» WHAT THIS TASK INVOLVES:
Look for "None" in the listing below. Gather each line that contains it.

» GIVEN INFORMATION:
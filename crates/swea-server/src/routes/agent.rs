use axum::extract::{Query, State};
use axum::Json;

use super::{blocking, ProjectRequest};
use crate::error::AppError;
use crate::state::AppState;

/// POST /api/is-agent-active
pub async fn is_agent_active(
    State(app): State<AppState>,
    Json(body): Json<ProjectRequest>,
) -> Result<Json<serde_json::Value>, AppError> {
    let name = body.project_name()?;
    let states = app.states.clone();
    let active = blocking(move || states.is_agent_active(&name)).await?;
    Ok(Json(serde_json::json!({ "is_active": active })))
}

/// POST /api/get-agent-state: `{"state": null}` when the project never ran.
pub async fn get_agent_state(
    State(app): State<AppState>,
    Json(body): Json<ProjectRequest>,
) -> Result<Json<serde_json::Value>, AppError> {
    let name = body.project_name()?;
    let states = app.states.clone();
    let state = blocking(move || states.get_latest(&name)).await?;
    Ok(Json(serde_json::json!({ "state": state })))
}

/// POST /api/stop-agent
pub async fn stop_agent(
    State(app): State<AppState>,
    Json(body): Json<ProjectRequest>,
) -> Result<Json<serde_json::Value>, AppError> {
    let name = body.project_name()?;
    let stopped = app.runner.stop(&name).await?;
    Ok(Json(serde_json::json!({ "stopped": stopped })))
}

/// GET /api/get-browser-session?project_name=
pub async fn get_browser_session(
    State(app): State<AppState>,
    Query(query): Query<ProjectRequest>,
) -> Result<Json<serde_json::Value>, AppError> {
    let name = query.project_name()?;
    let states = app.states.clone();
    let latest = blocking(move || states.get_latest(&name)).await?;
    Ok(Json(serde_json::json!({
        "session": latest.and_then(|s| s.browser_session)
    })))
}

/// GET /api/get-terminal-session?project_name=
pub async fn get_terminal_session(
    State(app): State<AppState>,
    Query(query): Query<ProjectRequest>,
) -> Result<Json<serde_json::Value>, AppError> {
    let name = query.project_name()?;
    let states = app.states.clone();
    let latest = blocking(move || states.get_latest(&name)).await?;
    Ok(Json(serde_json::json!({
        "terminal_state": latest.and_then(|s| s.terminal_session)
    })))
}

/// GET /api/token-usage?project_name=
pub async fn get_token_usage(
    State(app): State<AppState>,
    Query(query): Query<ProjectRequest>,
) -> Result<Json<serde_json::Value>, AppError> {
    let name = query.project_name()?;
    let states = app.states.clone();
    let tokens = blocking(move || states.get_latest_token_usage(&name)).await?;
    Ok(Json(serde_json::json!({ "token_usage": tokens })))
}
use crate::error::{Result, SweaError};
use serde::{Deserialize, Serialize};
use std::fmt;
use std::str::FromStr;

/// Placeholder value some clients send when no engine was picked.
const UNSELECTED: &str = "select search engine";

#[derive(Debug, Clone, Copy, PartialEq, Eq, Hash, Serialize, Deserialize)]
#[serde(rename_all = "lowercase")]
pub enum SearchEngine {
    Bing,
    Google,
    #[serde(rename = "duckduckgo")]
    DuckDuckGo,
}

impl SearchEngine {
    pub fn all() -> &'static [SearchEngine] {
        &[
            SearchEngine::Bing,
            SearchEngine::Google,
            SearchEngine::DuckDuckGo,
        ]
    }

    /// Lowercase identifier used on the wire and in config.
    pub fn as_str(self) -> &'static str {
        match self {
            SearchEngine::Bing => "bing",
            SearchEngine::Google => "google",
            SearchEngine::DuckDuckGo => "duckduckgo",
        }
    }

    pub fn display_name(self) -> &'static str {
        match self {
            SearchEngine::Bing => "Bing",
            SearchEngine::Google => "Google",
            SearchEngine::DuckDuckGo => "DuckDuckGo",
        }
    }

    /// Resolve a client-supplied engine name. Absent, blank and placeholder
    /// values fall back to `default`; unknown names are rejected.
    pub fn resolve(requested: Option<&str>, default: SearchEngine) -> Result<SearchEngine> {
        match requested.map(str::trim) {
            None => Ok(default),
            Some(s) if s.is_empty() || s.eq_ignore_ascii_case(UNSELECTED) => Ok(default),
            Some(s) => s.parse(),
        }
    }
}

impl fmt::Display for SearchEngine {
    fn fmt(&self, f: &mut fmt::Formatter<'_>) -> fmt::Result {
        f.write_str(self.display_name())
    }
}

impl FromStr for SearchEngine {
    type Err = SweaError;

    fn from_str(s: &str) -> Result<Self> {
        let normalized: String = s
            .chars()
            .filter(|c| !c.is_whitespace() && *c != '-' && *c != '_')
            .collect::<String>()
            .to_ascii_lowercase();
        match normalized.as_str() {
            "bing" => Ok(SearchEngine::Bing),
            "google" => Ok(SearchEngine::Google),
            "duckduckgo" | "ddg" => Ok(SearchEngine::DuckDuckGo),
            _ => Err(SweaError::Validation(format!(
                "unknown search engine '{s}' (expected one of: bing, google, duckduckgo)"
            ))),
        }
    }
}

#[cfg(test)]
mod tests {
    use super::*;

    #[test]
    fn parses_case_insensitively() {
        assert_eq!("Google".parse::<SearchEngine>().unwrap(), SearchEngine::Google);
        assert_eq!("BING".parse::<SearchEngine>().unwrap(), SearchEngine::Bing);
        assert_eq!(
            "Duck Duck Go".parse::<SearchEngine>().unwrap(),
            SearchEngine::DuckDuckGo
        );
        assert_eq!("ddg".parse::<SearchEngine>().unwrap(), SearchEngine::DuckDuckGo);
    }

    #[test]
    fn unknown_engine_is_validation_error() {
        assert!(matches!(
            "altavista".parse::<SearchEngine>(),
            Err(SweaError::Validation(_))
        ));
    }

    #[test]
    fn resolve_falls_back_to_default() {
        let d = SearchEngine::Google;
        assert_eq!(SearchEngine::resolve(None, d).unwrap(), d);
        assert_eq!(SearchEngine::resolve(Some("  "), d).unwrap(), d);
        assert_eq!(
            SearchEngine::resolve(Some("Select Search Engine"), d).unwrap(),
            d
        );
        assert_eq!(
            SearchEngine::resolve(Some("bing"), d).unwrap(),
            SearchEngine::Bing
        );
    }

    #[test]
    fn serde_uses_lowercase_ids() {
        assert_eq!(
            serde_json::to_string(&SearchEngine::DuckDuckGo).unwrap(),
            "\"duckduckgo\""
        );
        let e: SearchEngine = serde_json::from_str("\"bing\"").unwrap();
        assert_eq!(e, SearchEngine::Bing);
    }

    #[test]
    fn display_names() {
        let names: Vec<_> = SearchEngine::all().iter().map(|e| e.to_string()).collect();
        assert_eq!(names, ["Bing", "Google", "DuckDuckGo"]);
    }
}
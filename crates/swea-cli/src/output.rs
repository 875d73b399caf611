use serde::Serialize;

pub fn print_json<T: Serialize>(value: &T) -> anyhow::Result<()> {
    println!("{}", serde_json::to_string_pretty(value)?);
    Ok(())
}

/// Left-aligned columns separated by two spaces, with a dashed rule under
/// the header.
pub fn print_table(headers: &[&str], rows: &[Vec<String>]) {
    for line in render_table(headers, rows) {
        println!("{line}");
    }
}

fn render_table(headers: &[&str], rows: &[Vec<String>]) -> Vec<String> {
    let mut widths: Vec<usize> = headers.iter().map(|h| h.chars().count()).collect();
    for row in rows {
        for (w, cell) in widths.iter_mut().zip(row) {
            *w = (*w).max(cell.chars().count());
        }
    }

    let render_row = |cells: Vec<&str>| -> String {
        cells
            .iter()
            .zip(&widths)
            .map(|(cell, &w)| format!("{cell:w$}"))
            .collect::<Vec<_>>()
            .join("  ")
            .trim_end()
            .to_string()
    };

    let mut lines = Vec::with_capacity(rows.len() + 2);
    lines.push(render_row(headers.to_vec()));
    lines.push(
        widths
            .iter()
            .map(|&w| "-".repeat(w))
            .collect::<Vec<_>>()
            .join("  "),
    );
    for row in rows {
        lines.push(render_row(row.iter().map(String::as_str).collect()));
    }
    lines
}

/// One chat message per block: `origin  timestamp` then the text.
pub fn print_messages(messages: &[serde_json::Value]) {
    if messages.is_empty() {
        println!("No messages.");
        return;
    }
    for m in messages {
        println!(
            "{}  {}",
            m["origin"].as_str().unwrap_or("?"),
            m["timestamp"].as_str().unwrap_or("")
        );
        println!("{}\n", m["text"].as_str().unwrap_or(""));
    }
}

» THE COMPLETED TASK:
            None => Ok(default),
        assert_eq!(SearchEngine::resolve(None, d).unwrap(), d);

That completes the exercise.